Because of the initial immune response, mothers with H. polygyrus
infections have circulating levels of antibodies [e.g. immunoglobulin G (IgG)
and immunoglobulin E (IgE); Scott and
Koski, 2000] that can be transferred to pups via milk
(Greenberg, 1971
;
Jansen et al., 1994
and
references therein). This transfer of antibodies may act similarly to a
secondary infection where parasites could easily be expelled by 60 days of age
(i.e. 5 weeks PI). In this scenario, the antibodies passed from mother to pup
act in place of the typical cell-mediated response of secondary
infections.
So why don't all pups of a litter from parasitized mothers clear their
infections? The effects of the host immune response in secondary infections
with H. polygyrus are variable among mouse strains
(Scott and Tanguay, 1994), and
presumably among individuals, and are at least partially genetically based
(Scott and Tanguay, 1994
).
Therefore, different parasitized mothers potentially have variations in
circulating antibody levels that can be transferred to pups, who will also
show different capacities to respond to infection. Furthermore, at 20 days old
(when pups were experimentally infected), some pups may have a lot of
antibodies from milk whereas others may have relatively little, depending both
on circulating maternal levels and on the amount of nursing done by pups.
There may be a threshold level of antibodies needed before an infection can be
cleared, given that this is not the typical pathway of the immune response to
secondary infections, and this threshold may differ among individual pups.
These proposed mechanisms of the effects of maternal antibodies on offspring
susceptibility to H. polygyrus remain to be tested.

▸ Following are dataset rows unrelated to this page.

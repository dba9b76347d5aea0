

// imports
use flate2::read::GzDecoder;

use std::collections::HashMap;
use std::error::Error;
use std::fs::File;
use std::io::{BufRead, BufReader};


pub struct CorpusReader {
    pairs: Vec<(Vec<String>, Vec<String>)>,
    source_words: HashMap<String, usize>,
    target_words: HashMap<String, usize>,
}

impl CorpusReader {

    // reads up to max_lines sentence pairs from a parallel corpus file and
    // indexes both vocabularies in the same bounded scan. The pairs are kept
    // in memory, every training epoch traverses the same buffer, so the
    // vocabularies and the epochs always see the identical bounded stream.

    pub fn new(corpus_file: &str, max_lines: usize, lowercase: bool, progress_verbose: bool) -> Result<CorpusReader, Box<dyn Error>> {

        let mut reader = CorpusReader {
            pairs: Vec::new(),
            source_words: HashMap::new(),
            target_words: HashMap::new(),
        };
        reader.load(corpus_file, max_lines, lowercase)?;

        if progress_verbose {
            println!("read {} sentence pairs, {} source words, {} target words",
            reader.pairs.len(), reader.source_words.len(), reader.target_words.len());
        }

        Ok(reader)
    }

    fn read_file(file_path: &str) -> Result<Box<dyn BufRead>, Box<dyn Error>> {

        // a corpus ending in .gz is decompressed on the fly, anything else
        // is read as plain text
        let f = File::open(file_path)?;
        if file_path.ends_with(".gz") {
            Ok(Box::new(BufReader::new(GzDecoder::new(BufReader::new(f)))))
        } else {
            Ok(Box::new(BufReader::new(f)))
        }
    }

    fn parse_line(line: &str, line_number: usize, lowercase: bool) -> Result<(Vec<String>, Vec<String>), Box<dyn Error>> {

        // each line holds two tab separated sentences, source then target.
        // fields are read positionally, anything after the second tab is
        // ignored. A line with fewer than two fields is rejected rather
        // than mis-tokenized.
        let fields = line.split('\t').collect::<Vec<&str>>();
        if fields.len() < 2 {
            return Err(format!("corrupt corpus line {}: expected two tab-separated sentences, found {} field(s)", line_number, fields.len()).into());
        }

        let (source, target) = if lowercase {
            (CorpusReader::tokenize(&fields[0].to_lowercase()), CorpusReader::tokenize(&fields[1].to_lowercase()))
        } else {
            (CorpusReader::tokenize(fields[0]), CorpusReader::tokenize(fields[1]))
        };

        Ok((source, target))
    }

    fn index_words(tokens: &[String], words: &mut HashMap<String, usize>) {

        // ids are dense and assigned in first seen order, repeated words
        // keep the id of their first appearance
        for tok in tokens {
            let next_id = words.len();
            words.entry(tok.to_owned()).or_insert(next_id);
        }
    }

    fn load(&mut self, corpus_file: &str, max_lines: usize, lowercase: bool) -> Result<(), Box<dyn Error>> {

        let f = CorpusReader::read_file(corpus_file)?;
        for (i, line) in f.lines().take(max_lines).enumerate() {

            let (source, target) = CorpusReader::parse_line(&line?, i + 1, lowercase)?;
            CorpusReader::index_words(&source, &mut self.source_words);
            CorpusReader::index_words(&target, &mut self.target_words);
            self.pairs.push((source, target));
        }
        Ok(())
    }

    // the bounded, restartable sequence of sentence pairs
    pub fn pairs(&self) -> &[(Vec<String>, Vec<String>)] {
        &self.pairs
    }

    pub fn source_words(&self) -> &HashMap<String, usize> {
        &self.source_words
    }

    pub fn target_words(&self) -> &HashMap<String, usize> {
        &self.target_words
    }

}


// defines the behavior needed for tokenizing a corpus
trait Tokenizer {
    fn tokenize(sequence: &str) -> Vec<String>;
}

impl Tokenizer for CorpusReader {
    // split on whitespace runs, empty tokens are dropped
    fn tokenize(sequence: &str) -> Vec<String> {
        return sequence.split_whitespace().map(|x| x.to_string()).collect();
    }
}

When high-infection-intensity pups that cleared their infections were excluded from the analysis, offspring from parasitized mothers had greater infection intensities than offspring from unparasitized mothers, suggesting that the overall immune capacity of pups from parasitized mothers was compromised. Therefore, maternal condition and, possibly, subsequent differences in maternal effort (e.g. nursing, brooding) may change the susceptibility of offspring to H. polygyrus and possibly other parasite species as well.

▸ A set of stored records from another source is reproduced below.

// imports
use serde_json::Value;

use std::error::Error;
use std::fmt::Display;
use std::fs;

#[derive(Clone, Debug)]
pub struct JsonTrain {
    pub num_iterations: usize,
    pub progress_verbose: bool,
}

impl Display for JsonTrain {
    fn fmt(&self, f: &mut std::fmt::Formatter<'_>) -> std::fmt::Result {
        write!(f, "training parameters:
        num_iterations: {},
        progress_verbose: {}",
        self.num_iterations, self.progress_verbose
        )
    }
}

#[derive(Clone, Debug)]
pub struct JsonTypes {
    pub corpus_file: String,
    pub output_dir: String,
    pub max_lines: usize,
    pub lowercase: bool,
    pub json_train: JsonTrain,
}

impl Display for JsonTypes {
    fn fmt(&self, f: &mut std::fmt::Formatter<'_>) -> std::fmt::Result {
        write!(f, "using parameters:
        corpus_file: {}
        output_dir: {}
        max_lines: {}
        lowercase: {}
        Using training parameters: {}",
        self.corpus_file, self.output_dir, self.max_lines, self.lowercase, self.json_train)
    }
}

pub struct Config {
    params: JsonTypes,
}

impl Config {

    pub fn get_params(&self) -> JsonTypes {
        return self.params.clone()
    }

    pub fn new(args: &[String]) -> Result<Config, Box<dyn Error>> {

        if args.len() != 2 {
            return Err(format!("input should be a path to a json file only").into());
        }

        // parse input json
        let f = fs::File::open(&args[1]).expect("cannot open json file");
        let json: Value = serde_json::from_reader(f).expect("cannot read json file");

        // validate input and output in json
        let corpus_file = json.get("corpus_file").expect("corpus_file was not supplied through json").as_str().expect("cannot cast corpus file to string");
        let output_dir = json.get("output_dir").expect("output_dir was not supplied through json").as_str().expect("cannot cast output path to string");

        // handle default vs input parameters
        let num_iterations = match json.get("num_iterations") {
            Some(num_iterations) => num_iterations.as_u64().expect("panic since given num_iterations is not a non-negative integer"),
            None => 10
        };
        let max_lines = match json.get("max_lines") {
            Some(max_lines) => max_lines.as_u64().expect("panic since given max_lines is not a non-negative integer"),
            None => 2000
        };
        let lowercase = match json.get("lowercase") {
            Some(lowercase) => lowercase.as_bool().expect("panic since given lowercase is not boolean"),
            None => false
        };
        let progress_verbose = match json.get("progress_verbose") {
            Some(progress_verbose) => progress_verbose.as_bool().expect("panic since given progress_verbose is not boolean"),
            None => false
        };

        let params = JsonTypes {
            corpus_file: corpus_file.to_owned(),
            output_dir: output_dir.to_owned(),
            max_lines: max_lines as usize,
            lowercase: lowercase,
            json_train: JsonTrain {
                num_iterations: num_iterations as usize,
                progress_verbose: progress_verbose,
            }
        };

        Ok (
            Self {
                params: params
            }
        )
    }

}


// handles reading and saving of the pipeline artifacts: the npy probability
// matrix, the json word maps, the plain text result lines and the csv rows
// of the sparse table entries.
pub mod files_handling {

    use ndarray::Array2;
    use ndarray_npy::{ReadNpyError, read_npy, write_npy};

    use std::collections::HashMap;
    use std::error::Error;
    use std::fs::{self, File};
    use std::io::{BufWriter, Write};

    pub fn read_input<R: ReadFile>(file_path: &str) -> Result<<R as ReadFile>::Item, <R as ReadFile>::Error> {
        let input = <R as ReadFile>::read_file(file_path)?;
        Ok(input)
    }

    pub fn save_output<S: SaveFile>(output_dir: &str, file_name: &str, item: S) -> Result<(), <S as SaveFile>::Error>
    where
        <S as SaveFile>::Error: From<std::io::Error>,
    {
        // create output folder
        fs::create_dir_all(output_dir)?;

        // SaveFile can be the probability matrix, a word map, result lines
        // or the sparse table rows
        item.save_file(output_dir, file_name)?;
        return Ok(())
    }

    pub trait ReadFile {
        type Error;
        type Item;
        fn read_file(file_path: &str) -> Result<Self::Item, Self::Error>;
    }

    impl ReadFile for Array2<f64> {
        type Error = ReadNpyError;
        type Item = Self;
        fn read_file(file_path: &str) -> Result<Self::Item, Self::Error> {
            let in_file = file_path.to_string() + ".npy";
            let item = read_npy(in_file)?;
            Ok(item)
        }
    }

    impl ReadFile for HashMap<String, usize> {
        type Error = std::io::Error;
        type Item = Self;
        fn read_file(file_path: &str) -> Result<Self::Item, Self::Error> {
            let in_file = file_path.to_string() + ".txt";
            let f = File::open(in_file)?;
            let item = serde_json::from_reader(f)?;
            return Ok(item)
        }
    }

    pub trait SaveFile {
        type Error;
        fn save_file(&self, output_dir: &str, file_name: &str) -> Result<(), Self::Error>;
    }

    impl SaveFile for Array2<f64> {
        type Error = Box<dyn Error>;
        fn save_file(&self, output_dir: &str, file_name: &str) -> Result<(), Self::Error> {
            let out = output_dir.to_string() + "/" + file_name + ".npy";
            write_npy(out, self)?;
            Ok(())
        }
    }

    impl SaveFile for HashMap<String, usize> {
        type Error = std::io::Error;
        fn save_file(&self, output_dir: &str, file_name: &str) -> Result<(), Self::Error> {
            let out = output_dir.to_string() + "/" + file_name + ".txt";
            let f = File::create(out)?;
            serde_json::to_writer(f, self)?;
            return Ok(())
        }
    }

    impl SaveFile for Vec<String> {
        type Error = std::io::Error;
        fn save_file(&self, output_dir: &str, file_name: &str) -> Result<(), Self::Error> {
            let out = output_dir.to_string() + "/" + file_name + ".txt";
            let mut f = BufWriter::new(File::create(out)?);
            for line in self {
                writeln!(f, "{}", line)?;
            }
            f.flush()?;
            return Ok(())
        }
    }

    impl SaveFile for HashMap<(usize, usize), f64> {
        type Error = Box<dyn Error>;
        fn save_file(&self, output_dir: &str, file_name: &str) -> Result<(), Self::Error> {

            let out = output_dir.to_string() + "/" + file_name + ".csv";
            let mut wrt = csv::WriterBuilder::new().from_path(out)?;
            wrt.write_record(&["Source", "Target", "Prob"])?;

            // rows are sorted by id pair so the artifact is diff friendly
            let mut rows = self.iter().collect::<Vec<(&(usize, usize), &f64)>>();
            rows.sort_by_key(|(k, _v)| **k);

            for ((i, j), v) in rows {
                wrt.serialize((i, j, v))?;
            }
            wrt.flush()?;
            Ok(())
        }
    }

}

Ecological and evolutionary implications
Although research has linked parasite infection with empirical and
theoretical changes in host and parasite life history
(Minchella, 1985;
Hochberg et al., 1992
;
Forbes, 1993
;
Richner and Heeb, 1995
;
Koella et al., 1998
;
Gustafsson et al., 1994
;
Perrin and Christe, 1996
;
Thomas et al., 2000
), current
models of hostparasite associations do not adequately account for the
cost of a long-term demand of chronic, sublethal infections that may
ultimately affect host reproduction, metabolism and life history
(Roberts et al., 1995
).
Measuring the effects of parasites on adult physiology and reproduction and
the direct and maternal effects of parasites on juvenile growth will provide a
better picture of the importance and time course of life history traits
affected by these types of parasites. We still need to know if offspring of
parasitized mothers have different reproductive success than offspring of
unparasitized mothers to determine if H. polygyrus has evolutionary
implications for its host.
Conclusions
This study examined how a host responded to sublethal parasite infection as
a young, growing animal and how an infected mother can affect her offspring
growth and final body condition even after weaning. I provided evidence of
limited effects of both direct and maternal effects of parasite infection on
offspring growth and adult body condition in a controlled setting, which can
provide the basis for future comparisons in nature. Because observations of
captive animals can show different growth patterns compared with their wild
counterparts (Morrison et al.,
1977), it will be important to determine whether the patterns
exhibited by these laboratory mice can be extrapolated to wild house mice.